OK, good point. I agree that the term "phase" is ambiguous.

The problem runs deeper than terminology. The deeper problem is that there are three different _concepts_ that are similar enough to be deceptive yet different enough to cause problems. Suppose we write ϕ(t) = ωt + ϕ₀ Then we might care about:

  1. ϕ₀, and/or
  2. ϕ(t), and/or
  3. ϕ(t) mod 2π.

Giving the same name ("phase") to all three concepts exacerbates the problem. Using the same conventional symbol (ϕ) for all three concepts further exacerbates the problem.

You mentioned "initial phase" which is consistent with the approach outlined above. If you are content with that concept then I suggest:

I can see that there might be drawbacks to calling ϕ₀ the "initial" phase. However, calling it the phase "at time t=0" seems completely unambiguous.

Certainly calling ϕ₀ the "phase constant" is problematic, because (a) it is nonstandard terminology, (b) ϕ₀ doesn't have to be a constant, and (c) it doesn't explain the concept, i.e. it doesn't say what is the problem we are trying to solve.

JohnDenker commented 8 years ago

Here are some reasons why people can "usually" get away with being ambiguous:

1) At least 99 times out of 100, especially in introductory courses, we are comparing one signal with another.

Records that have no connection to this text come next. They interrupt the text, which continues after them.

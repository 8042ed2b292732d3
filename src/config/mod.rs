use std::path::{Path, PathBuf};
use std::time::Duration;

use serde::{Deserialize, Serialize};

use crate::error::Result;

/// Explicit runtime configuration, constructed once in `main` and passed to
/// every component. Nothing in the crate reads a global path constant.
#[derive(Debug, Clone)]
pub struct Config {
    /// Root of the shared state directory tree.
    pub root: PathBuf,
    /// Sleep between response polls in a blocking producer.
    pub producer_poll: Duration,
    /// Tick of the responder's poll loop.
    pub responder_tick: Duration,
    /// How long a blocking producer waits for a response before falling back.
    pub request_timeout: Duration,
    /// Sessions older than this are removed regardless of liveness.
    pub stale_threshold: Duration,
    /// Discovery runs every Nth responder tick.
    pub discovery_every: u64,
    /// Process name discovery scans the process table for.
    pub monitored_process: String,
    /// Where the assistant keeps its per-project session logs.
    pub projects_root: PathBuf,
}

impl Config {
    /// Resolve the state root: CLI flag, then `TRAYBRIDGE_DIR`, then
    /// `~/.traybridge`.
    pub fn resolve(root_flag: Option<&Path>) -> Self {
        let root = root_flag
            .map(Path::to_path_buf)
            .or_else(|| std::env::var("TRAYBRIDGE_DIR").ok().map(PathBuf::from))
            .unwrap_or_else(default_root);
        Self::with_root(root)
    }

    pub fn with_root(root: PathBuf) -> Self {
        Self {
            root,
            producer_poll: Duration::from_millis(500),
            responder_tick: Duration::from_secs(2),
            request_timeout: Duration::from_secs(300),
            stale_threshold: Duration::from_secs(86400),
            discovery_every: 5,
            monitored_process: "claude".into(),
            projects_root: home_dir().join(".claude").join("projects"),
        }
    }
}

fn home_dir() -> PathBuf {
    dirs::home_dir().unwrap_or_else(|| PathBuf::from("/tmp"))
}

fn default_root() -> PathBuf {
    home_dir().join(".traybridge")
}

/// How elicitation (multiple-choice question) requests are handled.
#[derive(Debug, Clone, Copy, PartialEq, Eq, Default, Serialize, Deserialize)]
#[serde(rename_all = "lowercase")]
pub enum ElicitationMode {
    /// Non-blocking: the request is informational, the terminal prompt
    /// handles the answer.
    #[default]
    Terminal,
    /// Blocking: the producer polls for an answer chosen in the tray.
    Menubar,
}

/// Settings shared between the responder and the hooks via `config.json`
/// in the state root. Written by the responder, read by producers.
#[derive(Debug, Clone, Default, Serialize, Deserialize)]
pub struct TrayConfig {
    #[serde(default)]
    pub elicitation_mode: ElicitationMode,
}

impl TrayConfig {
    /// Read `config.json` from the state root. Missing or malformed files
    /// yield the defaults; producers must never fail on a bad config.
    pub fn load(config: &Config) -> Self {
        let path = config.root.join("config.json");
        match std::fs::read_to_string(&path) {
            Ok(contents) => serde_json::from_str(&contents).unwrap_or_else(|e| {
                tracing::warn!("ignoring malformed {}: {}", path.display(), e);
                Self::default()
            }),
            Err(_) => Self::default(),
        }
    }

    pub fn save(&self, config: &Config) -> Result<()> {
        std::fs::create_dir_all(&config.root)?;
        let json = serde_json::to_string_pretty(self)?;
        std::fs::write(config.root.join("config.json"), json)?;
        Ok(())
    }
}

The frequency is the same for both, and the time is the same for both.

Therefore Δϕ(t) = Δϕ₀ = Δϕ = the "relative" phase.

Furthermore usually the reference is obvious or well-standardized, in which case we can drop the Δ and drop the word relative, and just call it "the" phase.

Examples include the the phase and amplitude of the gain function. This includes the overall gain (final output versus original input) as well as various other gains (including loop gain, open-loop gain, and closed-loop gain in a feedback system).

2a) When using phasors, the ωt contribution has already been factored out, so ϕ(t) = ϕ₀ = ϕ = "the" phase of the phasor.

2b) As another example of the same kind, in NMR and ESR one typically works in the rotating frame, so once again the ωt contribution has already been factored out. Once again ϕ(t) = ϕ₀ = ϕ = "the" phase.

The more I think about it the more I like defining the total phase as ϕ(t) = ωt + ϕ₀ in general. Then in special cases we can drop the subscript zero, if-and-when we are sure it doesn't matter.

JohnDenker commented 8 years ago

While we are in the vicinity: The minus sign in the definition of phase in equation 32.16 is non-standard. It looks like a bad idea to me. I am not persuaded by the explanation in the associated text.

Again I recommend defining the total phase to be

       ϕ(t) = ωt + ϕ₀

That means that for positive frequency, the phase angle increases with increasing time and/or with increasing ϕ₀.

Compare standard usage e.g. http://www.ittc.ku.edu/~jstiles/622/handouts/Phase%20and%20Frequency.pdf https://faculty.unlv.edu/eelabs/docs/labs/cpe400L/ee400L_13_exp3.pdf https://web2.ph.utexas.edu/~shih/interference%20and%20diffraction.pdf http://www.ele.uri.edu/courses/ele436/FM_mod_demod_lab/AnalysisoftheFMspectrum.pdf

Those are the first four examples I came across. They all used the plus sign. I didn't find any counterexamples.

Furthermore, the minus sign makes it impossible to interpret ϕ₀ as the "initial" phase.